▶ Data shown:

------

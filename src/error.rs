/// Error type for encoder and sensor driver operations
#[derive(Debug, Clone, PartialEq, Eq)]
#[cfg_attr(feature = "defmt", derive(defmt::Format))]
pub enum Error<E> {
    /// Communication error with the device (SPI bus or GPIO line)
    Communication(E),
    /// Parity error in received data
    ParityError,
    /// Error flag set by the sensor (invalid command or parity error)
    SensorError,
    /// Steps per revolution must be non-zero
    ZeroStepsPerRevolution,
}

------

▶ What to work on:
Would you return all of the data exactly as it stands above?

▶ Output below:
filename src/error.rs
/// Error type for encoder and sensor driver operations
#[derive(Debug, Clone, PartialEq, Eq)]
#[cfg_attr(feature = "defmt", derive(defmt::Format))]
pub enum Error<E> {
    /// Communication error with the device (SPI bus or GPIO line)
    Communication(E),
    /// Parity error in received data
    ParityError,
    /// Error flag set by the sensor (invalid command or parity error)
    SensorError,
    /// Steps per revolution must be non-zero
    ZeroStepsPerRevolution,
}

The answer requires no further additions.